(A) The number of genes and eukaryotic complexity are uncorrelated. The figure displays for 38 eukaryotic genomes the estimated number of different cell types [28,29] in relation to the predicted total number of genes. The tree indicates, in a simplified form, the phylogenetic relationships between the organisms as taken from the National Center of Biotechnology Information (NCBI) taxonomy server (http://www.ncbi.nlm.nih.gov/Taxonomy). The order of the organisms is the same in all figures and tables; their major groups are: plants (green), protozoa (blue), fungi (black), and animals (red and brown). The correlation between the number of different cell types and the number of genes is poor (R2 = 0.29, R = 0.54).

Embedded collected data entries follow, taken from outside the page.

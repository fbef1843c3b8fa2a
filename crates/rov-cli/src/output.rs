//! Output management and formatting.
//!
//! Everything the user is meant to read goes to stdout through
//! [`OutputManager`]; logs and fatal errors go to stderr.

use std::io::{self, IsTerminal};

use console::Term;
use owo_colors::OwoColorize;

use crate::cli::global::{GlobalArgs, OutputFormat};
use crate::config::AppConfig;

/// Manages CLI output based on configuration.
pub struct OutputManager {
    resolved_format: OutputFormat,
    quiet: bool,
    no_color: bool,
    term: Term,
}

impl OutputManager {
    /// Build an `OutputManager` from parsed CLI flags and loaded config.
    pub fn new(args: &GlobalArgs, config: &AppConfig) -> Self {
        // Resolve Auto → Human (TTY) or Plain (piped/redirected).
        let resolved_format = if args.output_format == OutputFormat::Auto {
            if io::stdout().is_terminal() {
                OutputFormat::Human
            } else {
                OutputFormat::Plain
            }
        } else {
            args.output_format
        };

        Self {
            resolved_format,
            quiet: args.quiet,
            no_color: args.no_color || config.output.no_color,
            term: Term::stdout(),
        }
    }
    // ── Public write methods ───────────────────────────────────────────────

    /// Generic message; suppressed in quiet mode.
    pub fn print(&self, msg: &str) -> io::Result<()> {
        if self.quiet {
            return Ok(());
        }
        self.term.write_line(msg)
    }

    /// Success indicator: `✓ <msg>`.
    pub fn success(&self, msg: &str) -> io::Result<()> {
        if self.quiet {
            return Ok(());
        }
        let line = if self.no_color {
            format!("\u{2713} {msg}") // ✓
        } else {
            format!("{} {}", "\u{2713}".green().bold(), msg.green())
        };
        self.term.write_line(&line)
    }

    /// Error indicator: `✗ <msg>`.  Printed even in quiet mode.
    pub fn error(&self, msg: &str) -> io::Result<()> {
        let line = if self.no_color {
            format!("\u{2717} {msg}") // ✗
        } else {
            format!("{} {}", "\u{2717}".red().bold(), msg.red())
        };
        self.term.write_line(&line)
    }

    /// Warning indicator: `⚠ <msg>`.
    pub fn warning(&self, msg: &str) -> io::Result<()> {
        if self.quiet {
            return Ok(());
        }
        let line = if self.no_color {
            format!("\u{26a0} {msg}") // ⚠
        } else {
            format!("{} {}", "\u{26a0}".yellow().bold(), msg.yellow())
        };
        self.term.write_line(&line)
    }

    /// Informational indicator: `ℹ <msg>`.
    pub fn info(&self, msg: &str) -> io::Result<()> {
        if self.quiet {
            return Ok(());
        }
        let line = if self.no_color {
            format!("\u{2139} {msg}") // ℹ
        } else {
            format!("{} {}", "\u{2139}".blue().bold(), msg.blue())
        };
        self.term.write_line(&line)
    }

    /// Bold cyan header line.
    pub fn header(&self, text: &str) -> io::Result<()> {
        if self.quiet {
            return Ok(());
        }
        let line = if self.no_color {
            text.to_owned()
        } else {
            text.cyan().bold().to_string()
        };
        self.term.write_line(&line)
    }

    /// Indented command line, e.g. in the next-steps list.
    pub fn command(&self, cmd: &str) -> io::Result<()> {
        if self.quiet {
            return Ok(());
        }
        let line = if self.no_color {
            format!("   {cmd}")
        } else {
            format!("   {}", cmd.cyan())
        };
        self.term.write_line(&line)
    }

    /// Dimmed secondary line.
    pub fn hint(&self, msg: &str) -> io::Result<()> {
        if self.quiet {
            return Ok(());
        }
        let line = if self.no_color {
            msg.to_owned()
        } else {
            msg.dimmed().to_string()
        };
        self.term.write_line(&line)
    }

    // ── Accessors ─────────────────────────────────────────────────────────

    /// `true` if ANSI colours are enabled.
    pub fn supports_color(&self) -> bool {
        !self.no_color
    }

    /// `true` if quiet mode suppresses most output.
    pub fn is_quiet(&self) -> bool {
        self.quiet
    }

    /// The resolved (non-Auto) output format.
    pub fn format(&self) -> OutputFormat {
        self.resolved_format
    }

    /// Whether animated output (spinners) should be drawn.
    pub fn is_interactive(&self) -> bool {
        !self.is_quiet() && self.format() == OutputFormat::Human && self.term.is_term()
    }
}

// ── tests ─────────────────────────────────────────────────────────────────────

#[cfg(test)]
mod tests {
    use super::*;

    use crate::config::AppConfig;

    fn make_manager(quiet: bool, no_color: bool) -> OutputManager {
        let args = GlobalArgs {
            verbose: 0,
            quiet,
            no_color,
            config: None,
            output_format: OutputFormat::Plain, // avoid TTY detection in tests
        };
        OutputManager::new(&args, &AppConfig::default())
    }

    #[test]
    fn quiet_suppresses_print() {
        let out = make_manager(true, true);
        assert!(out.is_quiet());
        assert!(out.print("hello").is_ok());
        assert!(out.command("cd x").is_ok());
    }

    #[test]
    fn error_not_suppressed_in_quiet_mode() {
        let out = make_manager(true, true);
        assert!(out.error("something went wrong").is_ok());
    }

    #[test]
    fn no_color_flag_reported() {
        let colored = make_manager(false, false);
        let no_color = make_manager(false, true);
        assert!(colored.supports_color());
        assert!(!no_color.supports_color());
    }

    #[test]
    fn format_accessor_returns_resolved() {
        let out = make_manager(false, false);
        assert_eq!(out.format(), OutputFormat::Plain);
    }

    #[test]
    fn plain_output_never_animates() {
        assert!(!make_manager(false, true).is_interactive());
    }

    #[test]
    fn config_can_disable_color() {
        let args = GlobalArgs {
            verbose: 0,
            quiet: false,
            no_color: false,
            config: None,
            output_format: OutputFormat::Plain,
        };
        let mut config = AppConfig::default();
        config.output.no_color = true;
        assert!(!OutputManager::new(&args, &config).supports_color());
    }
}
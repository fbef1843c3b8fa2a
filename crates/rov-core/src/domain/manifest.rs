//! Pure text transformations applied to the template's files.
//!
//! Nothing here touches the filesystem; the identifier rewriter reads the
//! files through the `Filesystem` port and hands the contents to these
//! functions.

use std::sync::LazyLock;

use regex::Regex;
use serde_json::Value;

use crate::domain::{
    entities::template::{PACKAGE_MANIFEST, PLACEHOLDER_TOKEN},
    error::DomainError,
};

/// First `name = "..."` line of a build descriptor. Group 1 is the
/// indentation, which is kept.
static NAME_LINE: LazyLock<Regex> = LazyLock::new(|| {
    Regex::new(r#"(?m)^([ \t]*)name[ \t]*=[ \t]*".*""#).expect("name line pattern is valid")
});

/// Set the top-level `name` of a `package.json` document.
///
/// Key order is preserved and the output is indented with two spaces and
/// terminated by a newline.
pub fn set_package_name(contents: &str, name: &str) -> Result<String, DomainError> {
    let invalid = |reason: String| DomainError::InvalidManifest {
        file: PACKAGE_MANIFEST.into(),
        reason,
    };

    let mut doc: Value = serde_json::from_str(contents).map_err(|e| invalid(e.to_string()))?;
    let object = doc
        .as_object_mut()
        .ok_or_else(|| invalid("top-level value is not an object".into()))?;
    object.insert("name".into(), Value::String(name.into()));

    let mut out = serde_json::to_string_pretty(&doc).map_err(|e| invalid(e.to_string()))?;
    out.push('\n');
    Ok(out)
}

/// Rewrite the first `name = "..."` line of a build descriptor.
///
/// Returns `None` when no line matches; the caller leaves the file alone.
pub fn set_crate_name(contents: &str, name: &str) -> Option<String> {
    let caps = NAME_LINE.captures(contents)?;
    let line = caps.get(0)?;
    let indent = caps.get(1).map_or("", |m| m.as_str());

    let mut out = String::with_capacity(contents.len() + name.len());
    out.push_str(&contents[..line.start()]);
    out.push_str(indent);
    out.push_str("name = \"");
    out.push_str(name);
    out.push('"');
    out.push_str(&contents[line.end()..]);
    Some(out)
}

/// Replace every occurrence of the placeholder token with `identifier`.
///
/// Matching is literal and case-sensitive. Returns `None` if the token does
/// not occur.
pub fn replace_placeholder(contents: &str, identifier: &str) -> Option<String> {
    contents
        .contains(PLACEHOLDER_TOKEN)
        .then(|| contents.replace(PLACEHOLDER_TOKEN, identifier))
}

Within the plants, we distinguish green algae (Cre, Chlamydomonas reinhardtii), and flowering plants (Osa, O. sativa; Ath, Arabidopsis thaliana). We include eight protozoa (Ddi, Dictyostelium discoideum; Tbr, Trypanosoma brucei; Lma, Leishmania major; Pra, Phytophthora ramorum; Tps, Thalassiosira pseudonana; Ehi, Entamoeba histolytica; Tan, Theileria annulata; Pfa, Plasmodium falciparum), and ten fungi (Ncr, Neurospora crassa; Eni, Emericella nidulans; Spo, Schizosaccharomyces pombe; Sce, S. cerevisiae; Kla, Kluyveromyces lactis; Cal, Candida albicans; Yli, Yarrowia lipolytica; Ecu, Encephalitozoon cuniculi; Pch, Phanerochaete chrysosporium; Uma, Ustilago maydis). Protostomia include two nematodes (Cbr, Caenorhabditis briggsae; Cel, C. elegans), and three insects (Ame, Apis mellifera; Aga, Anopheles gambiae; Dme, D. melanogaster). Deuterostomia include one urochordate (Cin, Ciona intestinalis), and 11 vertebrates, among which six are mammals (Dre, Danio rerio; Tni, Tetraodon nigroviridis; Tru, Takifugu rubripes; Xtr, Xenopus tropicalis; Gga, Gallus gallus; and Cfa, Canis familiaris; Bta, Bos taurus; Rno, Rattus norvegicus; Mmu, Mus musculus; Ptr, Pan troglodytes; and Hsa, H. sapiens, respectively).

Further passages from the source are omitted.